◆ **Your assignment**
Extract each line of the data and write it out again exactly.

** Raw data follows **

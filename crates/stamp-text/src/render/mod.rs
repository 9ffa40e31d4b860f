//! Glyph rendering module

mod mask;
mod rasterizer;

pub use mask::TextMask;
pub use rasterizer::{GlyphRasterizer, PlacedGlyph};
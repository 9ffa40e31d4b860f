//! Render configuration
//!
//! Defaults reproduce the classic output: the digit "0" in Helvetica at
//! 400 px, white, centered on a transparent 512x512 canvas, saved as
//! `0.png` in the working directory.

use std::path::PathBuf;

use stamp_render::Color;
use stamp_text::{FallbackPolicy, FontSource};

use crate::{Result, StampError};

/// Font file tried first
pub const DEFAULT_FONT_PATH: &str = "/System/Library/Fonts/Helvetica.ttc";

/// Everything a render run needs
#[derive(Debug, Clone, PartialEq)]
pub struct RenderConfig {
    /// Where the PNG is written; an existing file is replaced
    pub output: PathBuf,
    /// Canvas width in pixels
    pub width: u32,
    /// Canvas height in pixels
    pub height: u32,
    /// Requested font
    pub font: FontSource,
    /// Pixels per em for the requested font
    pub font_size: f32,
    /// Which font failures fall back to the built-in font
    pub fallback: FallbackPolicy,
    /// Text to draw
    pub text: String,
    /// Text color
    pub color: Color,
}

impl Default for RenderConfig {
    fn default() -> Self {
        Self {
            output: PathBuf::from("0.png"),
            width: 512,
            height: 512,
            font: FontSource::path(DEFAULT_FONT_PATH),
            font_size: 400.0,
            fallback: FallbackPolicy::AnyError,
            text: "0".to_string(),
            color: Color::WHITE,
        }
    }
}

impl RenderConfig {
    pub fn output(mut self, output: impl Into<PathBuf>) -> Self {
        self.output = output.into();
        self
    }

    pub fn canvas(mut self, width: u32, height: u32) -> Self {
        self.width = width;
        self.height = height;
        self
    }

    pub fn font(mut self, font: FontSource) -> Self {
        self.font = font;
        self
    }

    pub fn font_size(mut self, size: f32) -> Self {
        self.font_size = size;
        self
    }

    pub fn fallback(mut self, policy: FallbackPolicy) -> Self {
        self.fallback = policy;
        self
    }

    pub fn text(mut self, text: impl Into<String>) -> Self {
        self.text = text.into();
        self
    }

    pub fn color(mut self, color: Color) -> Self {
        self.color = color;
        self
    }

    /// Reject configurations that cannot produce an image
    pub fn validate(&self) -> Result<()> {
        if self.width == 0 || self.height == 0 {
            return Err(StampError::Config(format!(
                "canvas size must be non-zero, got {}x{}",
                self.width, self.height
            )));
        }
        if !self.font_size.is_finite() || self.font_size <= 0.0 {
            return Err(StampError::Config(format!(
                "font size must be a positive number, got {}",
                self.font_size
            )));
        }
        if self.output.as_os_str().is_empty() {
            return Err(StampError::Config("output path is empty".into()));
        }
        if matches!(&self.font, FontSource::Family(name) if name.trim().is_empty()) {
            return Err(StampError::Config("font family is empty".into()));
        }
        Ok(())
    }
}
//! Font loading, matching and fallback

mod bitmap;
mod database;
mod face;
mod matching;
mod outline;
mod resolve;

pub use bitmap::BitmapFont;
pub use database::FontDatabase;
pub use face::FontFace;
pub use matching::{FontQuery, resolve_generic_family};
pub use outline::OutlineFont;
pub use resolve::{FallbackPolicy, FontLoadError, FontResolution, FontResolver, FontSource};

use crate::{BoundingBox, Result, TextMask};

/// Unique identifier for a font in the system database
#[derive(Debug, Clone, Copy, PartialEq, Eq, Hash)]
pub struct FontId(pub fontdb::ID);

/// A font ready to measure and rasterize text
#[derive(Debug, Clone)]
pub enum Font {
    /// TrueType/OpenType face scaled to a pixel size
    Outline(OutlineFont),
    /// Built-in bitmap font with a fixed cell size
    Bitmap(BitmapFont),
}

impl Font {
    /// Human readable font name
    pub fn name(&self) -> &str {
        match self {
            Font::Outline(font) => font.name(),
            Font::Bitmap(_) => BitmapFont::NAME,
        }
    }

    /// Pixel size the font renders at
    pub fn size(&self) -> f32 {
        match self {
            Font::Outline(font) => font.size(),
            Font::Bitmap(_) => BitmapFont::CELL_SIZE as f32,
        }
    }

    /// Bounding box of `text` relative to the draw origin
    pub fn measure(&self, text: &str) -> Result<BoundingBox> {
        match self {
            Font::Outline(font) => font.measure(text),
            Font::Bitmap(font) => Ok(font.measure(text)),
        }
    }

    /// Coverage mask of `text`; its box always equals [`Font::measure`]
    pub fn rasterize(&self, text: &str) -> Result<TextMask> {
        match self {
            Font::Outline(font) => font.rasterize(text),
            Font::Bitmap(font) => Ok(font.rasterize(text)),
        }
    }

    /// Coverage mask of the part of `text` inside `clip`
    ///
    /// The mask box is the measured box intersected with `clip`, so the
    /// allocation never exceeds the clip area.
    pub fn rasterize_within(&self, text: &str, clip: BoundingBox) -> Result<TextMask> {
        match self {
            Font::Outline(font) => font.rasterize_within(text, clip),
            Font::Bitmap(font) => Ok(font.rasterize_within(text, clip)),
        }
    }
}

impl From<OutlineFont> for Font {
    fn from(font: OutlineFont) -> Self {
        Font::Outline(font)
    }
}

impl From<BitmapFont> for Font {
    fn from(font: BitmapFont) -> Self {
        Font::Bitmap(font)
    }
}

** End of Raw data **

◆ **Task result**
filename crates/stamp-text/src/render/mod.rs
repository 9ffa40e31d4b860f
//! Glyph rendering module

mod mask;
mod rasterizer;

pub use mask::TextMask;
pub use rasterizer::{GlyphRasterizer, PlacedGlyph};
repository 9ffa40e31d4b860f
//! Render configuration
//!
//! Defaults reproduce the classic output: the digit "0" in Helvetica at
//! 400 px, white, centered on a transparent 512x512 canvas, saved as
//! `0.png` in the working directory.

use std::path::PathBuf;

use stamp_render::Color;
use stamp_text::{FallbackPolicy, FontSource};

use crate::{Result, StampError};

/// Font file tried first
pub const DEFAULT_FONT_PATH: &str = "/System/Library/Fonts/Helvetica.ttc";

/// Everything a render run needs
#[derive(Debug, Clone, PartialEq)]
pub struct RenderConfig {
    /// Where the PNG is written; an existing file is replaced
    pub output: PathBuf,
    /// Canvas width in pixels
    pub width: u32,
    /// Canvas height in pixels
    pub height: u32,
    /// Requested font
    pub font: FontSource,
    /// Pixels per em for the requested font
    pub font_size: f32,
    /// Which font failures fall back to the built-in font
    pub fallback: FallbackPolicy,
    /// Text to draw
    pub text: String,
    /// Text color
    pub color: Color,
}

impl Default for RenderConfig {
    fn default() -> Self {
        Self {
            output: PathBuf::from("0.png"),
            width: 512,
            height: 512,
            font: FontSource::path(DEFAULT_FONT_PATH),
            font_size: 400.0,
            fallback: FallbackPolicy::AnyError,
            text: "0".to_string(),
            color: Color::WHITE,
        }
    }
}

impl RenderConfig {
    pub fn output(mut self, output: impl Into<PathBuf>) -> Self {
        self.output = output.into();
        self
    }

    pub fn canvas(mut self, width: u32, height: u32) -> Self {
        self.width = width;
        self.height = height;
        self
    }

    pub fn font(mut self, font: FontSource) -> Self {
        self.font = font;
        self
    }

    pub fn font_size(mut self, size: f32) -> Self {
        self.font_size = size;
        self
    }

    pub fn fallback(mut self, policy: FallbackPolicy) -> Self {
        self.fallback = policy;
        self
    }

    pub fn text(mut self, text: impl Into<String>) -> Self {
        self.text = text.into();
        self
    }

    pub fn color(mut self, color: Color) -> Self {
        self.color = color;
        self
    }

    /// Reject configurations that cannot produce an image
    pub fn validate(&self) -> Result<()> {
        if self.width == 0 || self.height == 0 {
            return Err(StampError::Config(format!(
                "canvas size must be non-zero, got {}x{}",
                self.width, self.height
            )));
        }
        if !self.font_size.is_finite() || self.font_size <= 0.0 {
            return Err(StampError::Config(format!(
                "font size must be a positive number, got {}",
                self.font_size
            )));
        }
        if self.output.as_os_str().is_empty() {
            return Err(StampError::Config("output path is empty".into()));
        }
        if matches!(&self.font, FontSource::Family(name) if name.trim().is_empty()) {
            return Err(StampError::Config("font family is empty".into()));
        }
        Ok(())
    }
}
//! Font loading, matching and fallback

mod bitmap;
mod database;
mod face;
mod matching;
mod outline;
mod resolve;

pub use bitmap::BitmapFont;
pub use database::FontDatabase;
pub use face::FontFace;
pub use matching::{FontQuery, resolve_generic_family};
pub use outline::OutlineFont;
pub use resolve::{FallbackPolicy, FontLoadError, FontResolution, FontResolver, FontSource};

use crate::{BoundingBox, Result, TextMask};

/// Unique identifier for a font in the system database
#[derive(Debug, Clone, Copy, PartialEq, Eq, Hash)]
pub struct FontId(pub fontdb::ID);

/// A font ready to measure and rasterize text
#[derive(Debug, Clone)]
pub enum Font {
    /// TrueType/OpenType face scaled to a pixel size
    Outline(OutlineFont),
    /// Built-in bitmap font with a fixed cell size
    Bitmap(BitmapFont),
}

impl Font {
    /// Human readable font name
    pub fn name(&self) -> &str {
        match self {
            Font::Outline(font) => font.name(),
            Font::Bitmap(_) => BitmapFont::NAME,
        }
    }

    /// Pixel size the font renders at
    pub fn size(&self) -> f32 {
        match self {
            Font::Outline(font) => font.size(),
            Font::Bitmap(_) => BitmapFont::CELL_SIZE as f32,
        }
    }

    /// Bounding box of `text` relative to the draw origin
    pub fn measure(&self, text: &str) -> Result<BoundingBox> {
        match self {
            Font::Outline(font) => font.measure(text),
            Font::Bitmap(font) => Ok(font.measure(text)),
        }
    }

    /// Coverage mask of `text`; its box always equals [`Font::measure`]
    pub fn rasterize(&self, text: &str) -> Result<TextMask> {
        match self {
            Font::Outline(font) => font.rasterize(text),
            Font::Bitmap(font) => Ok(font.rasterize(text)),
        }
    }

    /// Coverage mask of the part of `text` inside `clip`
    ///
    /// The mask box is the measured box intersected with `clip`, so the
    /// allocation never exceeds the clip area.
    pub fn rasterize_within(&self, text: &str, clip: BoundingBox) -> Result<TextMask> {
        match self {
            Font::Outline(font) => font.rasterize_within(text, clip),
            Font::Bitmap(font) => Ok(font.rasterize_within(text, clip)),
        }
    }
}

impl From<OutlineFont> for Font {
    fn from(font: OutlineFont) -> Self {
        Font::Outline(font)
    }
}

impl From<BitmapFont> for Font {
    fn from(font: BitmapFont) -> Self {
        Font::Bitmap(font)
    }
}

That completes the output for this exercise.